Air pollution, crime and numerous traffic hazards, the study said, point to a serious and persistent gap between public health and planning.
“The public health effects of heavy traffic are broad,” said study author Carolyn McAndrews, PhD, assistant professor at the CU Denver College of Architecture and Planning, one of the largest schools of its kind in the U.S. “Studies have found associations between high-traffic roads and high mortality rates, lung cancer, cardiovascular disease, respiratory disease, poor birth outcomes and traffic-related injuries.”
McAndrews said that since many neighborhoods along these major roads tend to be non-white and poor, it was time to start viewing this as a social justice issue.
“In my classes I encourage future transportation planners to think of ways planning can improve community health,” she said. “This is something that designers love to do if you give them the chance.”
Her study, published this month in the Journal of Planning Education and Research, focused on busy Verona Road near Madison, WI which carries 50,000 to 60,000 vehicles a day, 10 percent of which are heavy trucks. Similar roads exist throughout the country.
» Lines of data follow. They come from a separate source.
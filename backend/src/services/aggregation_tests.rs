use super::*;

fn d(y: i32, m: u32, day: u32) -> NaiveDate {
    NaiveDate::from_ymd_opt(y, m, day).unwrap()
}

fn record(user: &str, date: NaiveDate, produced: f64, bought: f64) -> UsageRecord {
    UsageRecord {
        user_id: user.to_string(),
        date,
        latitude: None,
        longitude: None,
        age: None,
        produced,
        self_used: produced / 2.0,
        bought,
        used: produced / 2.0 + bought,
        night_usage: 0.0,
    }
}

#[test]
fn test_months_in_calendar_order() {
    // Input deliberately out of order; lexicographic order would put April first
    let records = vec![
        record("a", d(2022, 12, 1), 1.0, 0.0),
        record("a", d(2022, 4, 1), 2.0, 0.0),
        record("a", d(2022, 1, 1), 3.0, 0.0),
        record("a", d(2022, 8, 1), 4.0, 0.0),
    ];
    let table = aggregate(
        &records,
        GroupKey::Month,
        &AggSpec::new().with(Metric::Produced, Reduction::Mean),
    );

    let labels: Vec<_> = table.rows.iter().map(|r| r.key.label()).collect();
    assert_eq!(labels, vec!["January", "April", "August", "December"]);
}

#[test]
fn test_absent_months_not_fabricated() {
    let records = vec![
        record("a", d(2022, 2, 1), 1.0, 0.0),
        record("b", d(2022, 2, 15), 3.0, 0.0),
    ];
    let table = aggregate(
        &records,
        GroupKey::Month,
        &AggSpec::new().with(Metric::Produced, Reduction::Sum),
    );
    assert_eq!(table.rows.len(), 1);
    assert_eq!(table.rows[0].key, GroupValue::Month(Month::February));
    assert_eq!(table.rows[0].count, 2);
}

#[test]
fn test_all_twelve_months() {
    let records: Vec<_> = (1..=12)
        .rev()
        .map(|m| record("a", d(2022, m, 10), m as f64, 0.0))
        .collect();
    let table = aggregate(
        &records,
        GroupKey::Month,
        &AggSpec::new().with(Metric::Produced, Reduction::Mean),
    );
    let months: Vec<_> = table
        .rows
        .iter()
        .map(|r| match r.key {
            GroupValue::Month(m) => m,
            _ => panic!("expected month key"),
        })
        .collect();
    assert_eq!(months, Month::ALL.to_vec());
}

#[test]
fn test_reductions() {
    let records = vec![
        record("a", d(2022, 5, 1), 10.0, 1.0),
        record("a", d(2022, 5, 2), 20.0, 5.0),
        record("a", d(2022, 5, 3), 60.0, 3.0),
    ];
    let spec = AggSpec::new()
        .with(Metric::Produced, Reduction::Mean)
        .with(Metric::Produced, Reduction::Sum)
        .with(Metric::Bought, Reduction::Min)
        .with(Metric::Bought, Reduction::Max);
    let table = aggregate(&records, GroupKey::UserId, &spec);

    assert_eq!(table.rows.len(), 1);
    let row = &table.rows[0];
    assert_eq!(row.get(Metric::Produced, Reduction::Mean), Some(30.0));
    assert_eq!(row.get(Metric::Produced, Reduction::Sum), Some(90.0));
    assert_eq!(row.get(Metric::Bought, Reduction::Min), Some(1.0));
    assert_eq!(row.get(Metric::Bought, Reduction::Max), Some(5.0));
    assert_eq!(row.get(Metric::Used, Reduction::Mean), None);
}

#[test]
fn test_group_by_user_sorted_by_id() {
    let records = vec![
        record("c", d(2022, 5, 1), 1.0, 0.0),
        record("a", d(2022, 5, 1), 1.0, 0.0),
        record("b", d(2022, 5, 1), 1.0, 0.0),
    ];
    let table = aggregate(
        &records,
        GroupKey::UserId,
        &AggSpec::new().with(Metric::Produced, Reduction::Sum),
    );
    let users: Vec<_> = table.rows.iter().map(|r| r.key.label()).collect();
    assert_eq!(users, vec!["a", "b", "c"]);
}

#[test]
fn test_empty_input() {
    let table = aggregate(
        &[],
        GroupKey::Month,
        &AggSpec::new().with(Metric::Produced, Reduction::Mean),
    );
    assert!(table.is_empty());
}

#[test]
fn test_resample_weekly() {
    // 2022-06-13 is a Monday
    let points = vec![
        TimeSeriesPoint::new(d(2022, 6, 13), 1.0),
        TimeSeriesPoint::new(d(2022, 6, 15), 3.0),
        TimeSeriesPoint::new(d(2022, 6, 20), 10.0),
    ];
    let weekly = resample_weekly("gas_price", &points, Reduction::Mean);
    assert_eq!(weekly.frequency, Frequency::Weekly);
    assert_eq!(weekly.len(), 2);
    assert_eq!(weekly.value_at(d(2022, 6, 13)), Some(2.0));
    assert_eq!(weekly.value_at(d(2022, 6, 20)), Some(10.0));
}

#[test]
fn test_resample_weekly_counts_repeated_dates() {
    // three hourly readings on the same Monday
    let points = vec![
        TimeSeriesPoint::new(d(2022, 1, 3), 100.0),
        TimeSeriesPoint::new(d(2022, 1, 3), 200.0),
        TimeSeriesPoint::new(d(2022, 1, 3), 300.0),
    ];
    let total = resample_weekly("total", &points, Reduction::Sum);
    let hourly = resample_weekly("hourly", &points, Reduction::Mean);
    assert_eq!(total.name, "total");
    assert_eq!(total.value_at(d(2022, 1, 3)), Some(600.0));
    assert_eq!(hourly.value_at(d(2022, 1, 3)), Some(200.0));
}

#[test]
fn test_daily_series() {
    let records = vec![
        record("a", d(2022, 5, 2), 10.0, 0.0),
        record("b", d(2022, 5, 2), 30.0, 0.0),
        record("a", d(2022, 5, 1), 5.0, 0.0),
    ];
    let series = daily_series(&records, Metric::Produced, Reduction::Mean);
    assert_eq!(series.len(), 2);
    assert_eq!(series.value_at(d(2022, 5, 1)), Some(5.0));
    assert_eq!(series.value_at(d(2022, 5, 2)), Some(20.0));
}
use chrono::NaiveDate;
use serde::{Deserialize, Serialize};

/// One household on one day.
#[derive(Debug, Clone, PartialEq, Serialize, Deserialize)]
pub struct UsageRecord {
    pub user_id: String,
    pub date: NaiveDate,
    pub latitude: Option<f64>,
    pub longitude: Option<f64>,
    /// Owner age in years; `None` when unknown or outside the accepted age bounds.
    pub age: Option<u32>,
    /// Total power produced (kWh).
    pub produced: f64,
    /// Produced power consumed by the household itself (kWh).
    pub self_used: f64,
    /// Power bought from the grid (kWh).
    pub bought: f64,
    /// Total power used (kWh).
    pub used: f64,
    /// Power used during night hours (kWh).
    pub night_usage: f64,
}

impl UsageRecord {
    /// `(longitude, latitude)` when both coordinates are known.
    pub fn location(&self) -> Option<(f64, f64)> {
        match (self.longitude, self.latitude) {
            (Some(lon), Some(lat)) => Some((lon, lat)),
            _ => None,
        }
    }
}

/// Numeric columns of the usage table.
#[derive(Debug, Copy, Clone, PartialEq, Eq, PartialOrd, Ord, Hash, Serialize, Deserialize)]
#[serde(rename_all = "snake_case")]
pub enum Metric {
    Produced,
    SelfUsed,
    Bought,
    Used,
    NightUsage,
}

impl Metric {
    pub const ALL: [Metric; 5] = [
        Metric::Produced,
        Metric::SelfUsed,
        Metric::Bought,
        Metric::Used,
        Metric::NightUsage,
    ];

    pub fn value(self, record: &UsageRecord) -> f64 {
        match self {
            Metric::Produced => record.produced,
            Metric::SelfUsed => record.self_used,
            Metric::Bought => record.bought,
            Metric::Used => record.used,
            Metric::NightUsage => record.night_usage,
        }
    }

    /// Field name used in chart data rows.
    pub fn field(self) -> &'static str {
        match self {
            Metric::Produced => "produced",
            Metric::SelfUsed => "self_used",
            Metric::Bought => "bought",
            Metric::Used => "used",
            Metric::NightUsage => "night_usage",
        }
    }

    pub fn label(self) -> &'static str {
        match self {
            Metric::Produced => "Power produced (kWh)",
            Metric::SelfUsed => "Power self-used (kWh)",
            Metric::Bought => "Power bought (kWh)",
            Metric::Used => "Power used (kWh)",
            Metric::NightUsage => "Night usage (kWh)",
        }
    }
}

impl std::str::FromStr for Metric {
    type Err = String;

    fn from_str(s: &str) -> Result<Self, Self::Err> {
        match s.trim().to_ascii_lowercase().as_str() {
            "produced" => Ok(Metric::Produced),
            "self_used" => Ok(Metric::SelfUsed),
            "bought" => Ok(Metric::Bought),
            "used" => Ok(Metric::Used),
            "night_usage" => Ok(Metric::NightUsage),
            other => Err(format!("unknown metric '{}'", other)),
        }
    }
}
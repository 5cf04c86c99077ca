//! Router configuration for the HTTP API.
//!
//! This module sets up all routes, middleware (CORS, compression, tracing),
//! and creates the axum router ready for serving.

use axum::{
    routing::{delete, get, post},
    Router,
};
use tower_http::{
    compression::CompressionLayer,
    cors::{Any, CorsLayer},
    trace::TraceLayer,
};

use super::handlers;
use super::state::AppState;

/// Create the main application router with all routes and middleware.
pub fn create_router(state: AppState) -> Router {
    // The frontend is served from another origin during development
    let cors = CorsLayer::new()
        .allow_origin(Any)
        .allow_methods(Any)
        .allow_headers(Any);

    let api_v1 = Router::new()
        .route("/pages", get(handlers::list_pages))
        .route("/sessions", post(handlers::create_session))
        .route("/sessions/{session_id}", delete(handlers::end_session))
        .route("/sessions/{session_id}/widgets", get(handlers::get_widgets))
        .route("/sessions/{session_id}/pages/{page}", get(handlers::get_page))
        .route("/notebook", get(handlers::download_notebook));

    Router::new()
        .route("/health", get(handlers::health_check))
        .nest("/v1", api_v1)
        .layer(CompressionLayer::new())
        .layer(TraceLayer::new_for_http())
        .layer(cors)
        .with_state(state)
}
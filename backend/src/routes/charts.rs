use serde::{Deserialize, Serialize};

// =========================================================
// Chart specification types
// =========================================================

/// Kind of chart the frontend should draw.
#[derive(Debug, Copy, Clone, PartialEq, Eq, Serialize, Deserialize)]
#[serde(rename_all = "snake_case")]
pub enum ChartKind {
    Line,
    Bar,
    HexagonMap,
    Heatmap,
}

/// Vega-Lite field type.
#[derive(Debug, Copy, Clone, PartialEq, Eq, Serialize, Deserialize)]
#[serde(rename_all = "lowercase")]
pub enum FieldType {
    Temporal,
    Quantitative,
    Nominal,
    Ordinal,
}

/// One encoded field (axis, tooltip entry or colour field).
#[derive(Debug, Clone, PartialEq, Serialize, Deserialize)]
pub struct FieldEncoding {
    pub field: String,
    #[serde(rename = "type")]
    pub field_type: FieldType,
    #[serde(skip_serializing_if = "Option::is_none")]
    pub title: Option<String>,
    /// Explicit category order, e.g. month names in calendar order.
    #[serde(skip_serializing_if = "Option::is_none")]
    pub sort: Option<Vec<String>>,
}

impl FieldEncoding {
    pub fn new(field: impl Into<String>, field_type: FieldType) -> Self {
        Self {
            field: field.into(),
            field_type,
            title: None,
            sort: None,
        }
    }

    pub fn titled(mut self, title: impl Into<String>) -> Self {
        self.title = Some(title.into());
        self
    }

    pub fn sorted(mut self, order: Vec<String>) -> Self {
        self.sort = Some(order);
        self
    }
}

/// How marks are coloured.
#[derive(Debug, Clone, PartialEq, Serialize, Deserialize)]
#[serde(tag = "rule", rename_all = "snake_case")]
pub enum ColorRule {
    /// Every mark has the same colour.
    Fixed { color: String },
    /// One colour per category of a nominal field.
    ByField { field: FieldEncoding },
    /// Runs above/below a threshold drawn in different colours. `segment_field`
    /// separates runs so each is drawn as its own line.
    Threshold {
        flag_field: String,
        segment_field: String,
        threshold: f64,
        above: String,
        below: String,
    },
}

/// Axis, colour and tooltip encodings of a chart.
#[derive(Debug, Clone, PartialEq, Serialize, Deserialize)]
pub struct EncodingSpec {
    pub x: FieldEncoding,
    pub y: FieldEncoding,
    pub color: ColorRule,
    pub tooltip: Vec<FieldEncoding>,
}

/// Declarative chart handed to the frontend.
#[derive(Debug, Clone, PartialEq, Serialize, Deserialize)]
pub struct ChartSpec {
    pub id: String,
    pub title: String,
    pub kind: ChartKind,
    /// Vega-Lite document (line/bar) or deck.gl layer description (maps).
    pub spec: serde_json::Value,
}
Verona Rd. connects Iowa to northeastern Wisconsin, passing through smaller cities before crossing into southwest Madison, the specific area of study.
The neighborhood is home to about 2,500 people, many of them lower income. Households in the poorest areas earn less than $15,000 a year and 90 percent of residents are minorities. Some 20 percent don’t own a vehicle. At the same time, the neighborhood has a number of community-led organizations and county and city-based programs.
McAndrews found Verona Rd. posed numerous hazards. Not only was walking across it dangerous, it also it also suffered from blight, crime and pollution.
Residents mobilized and won some changes, including bicycle crossings and a pedestrian bridge, but whenever their goals clashed with the Department of Transportation’s mobility objectives, their concerns were dismissed.
“For instance, the Department of Transportation did not consider installing sound walls until a newly elected mayor insisted nor did it accept an offer from the state Department of Natural Resources to conduct air quality monitoring in the corridor,” the study said.
According to McAndrews, the hazards surrounding Verona Rd. are common nationwide. Unfortunately, neighborhood concerns about the public health effects of these high-traffic roads rarely change the direction of the planning process.
McAndrews said designers should take the public health impacts of roads into consideration before construction to minimize hazards earlier rather than later when it’s more difficult to change.
Making public health a priority, she said, demonstrates the future of transportation planning and design.
“I think that kind of shift in thinking would set a new and better standard for communities across the country,” McAndrews said.